▸ **WORK ITEM**
Each line of the material should be retyped without alteration.
================================
//! Bitmessage wire protocol: framed messages, per-peer sessions and
//! the flood-fill network agent.

pub mod connection;
pub mod manager;
pub mod message;
pub mod peer;

pub use connection::{FrameReader, FrameWriter};
pub use manager::{NetworkAgent, NetworkConfig};
pub use message::{
    FrameHeader, NetworkAddress, NetworkMessage, VersionPayload, MAGIC, MAX_ADDR_ENTRIES,
    MAX_INV_ENTRIES, MIN_PROTOCOL_VERSION, NODE_NETWORK, PROTOCOL_VERSION,
};
pub use peer::{
    Direction, InboundObject, Peer, SessionContext, SessionState, HANDSHAKE_TIMEOUT, IDLE_TIMEOUT,
    MAX_TIME_OFFSET,
};
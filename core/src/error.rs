use thiserror::Error;

/// Errors raised by the protocol core.
///
/// Everything except `Repository` and `FatalConfig` is peer-local: the
/// offending frame or object is dropped and the node keeps running.
#[derive(Error, Debug)]
pub enum CoreError {
    #[error("parse error: {0}")]
    Parse(String),

    #[error("frame checksum mismatch")]
    ChecksumMismatch,

    #[error("protocol violation: {0}")]
    ProtocolViolation(String),

    #[error("proof of work does not meet target")]
    PowInvalid,

    #[error("invalid signature")]
    SignatureInvalid,

    #[error("decryption failed")]
    DecryptionFailed,

    #[error("object already known")]
    Duplicate,

    #[error("payload of {0} bytes exceeds maximum")]
    Oversize(usize),

    #[error("timed out")]
    Timeout,

    #[error("repository error: {0}")]
    Repository(String),

    #[error("fatal configuration error: {0}")]
    FatalConfig(String),

    #[error("I/O error: {0}")]
    Io(#[from] std::io::Error),
}

impl CoreError {
    /// A parse failure with context about what was being decoded.
    pub fn parse(what: impl Into<String>) -> Self {
        CoreError::Parse(what.into())
    }

    /// Whether the error must be surfaced to the host instead of being
    /// handled inside a peer session.
    pub fn is_fatal(&self) -> bool {
        matches!(self, CoreError::FatalConfig(_))
    }
}

pub type CoreResult<T> = Result<T, CoreError>;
================================
▸ **REPLY TO THE EXERCISE**
//! Bitmessage wire protocol: framed messages, per-peer sessions and
//! the flood-fill network agent.

pub mod connection;
pub mod manager;
pub mod message;
pub mod peer;

pub use connection::{FrameReader, FrameWriter};
pub use manager::{NetworkAgent, NetworkConfig};
pub use message::{
    FrameHeader, NetworkAddress, NetworkMessage, VersionPayload, MAGIC, MAX_ADDR_ENTRIES,
    MAX_INV_ENTRIES, MIN_PROTOCOL_VERSION, NODE_NETWORK, PROTOCOL_VERSION,
};
pub use peer::{
    Direction, InboundObject, Peer, SessionContext, SessionState, HANDSHAKE_TIMEOUT, IDLE_TIMEOUT,
    MAX_TIME_OFFSET,
};
filename core/src/error.rs
use thiserror::Error;

/// Errors raised by the protocol core.
///
/// Everything except `Repository` and `FatalConfig` is peer-local: the
/// offending frame or object is dropped and the node keeps running.
#[derive(Error, Debug)]
pub enum CoreError {
    #[error("parse error: {0}")]
    Parse(String),

    #[error("frame checksum mismatch")]
    ChecksumMismatch,

    #[error("protocol violation: {0}")]
    ProtocolViolation(String),

    #[error("proof of work does not meet target")]
    PowInvalid,

    #[error("invalid signature")]
    SignatureInvalid,

    #[error("decryption failed")]
    DecryptionFailed,

    #[error("object already known")]
    Duplicate,

    #[error("payload of {0} bytes exceeds maximum")]
    Oversize(usize),

    #[error("timed out")]
    Timeout,

    #[error("repository error: {0}")]
    Repository(String),

    #[error("fatal configuration error: {0}")]
    FatalConfig(String),

    #[error("I/O error: {0}")]
    Io(#[from] std::io::Error),
}

impl CoreError {
    /// A parse failure with context about what was being decoded.
    pub fn parse(what: impl Into<String>) -> Self {
        CoreError::Parse(what.into())
    }

    /// Whether the error must be surfaced to the host instead of being
    /// handled inside a peer session.
    pub fn is_fatal(&self) -> bool {
        matches!(self, CoreError::FatalConfig(_))
    }
}

pub type CoreResult<T> = Result<T, CoreError>;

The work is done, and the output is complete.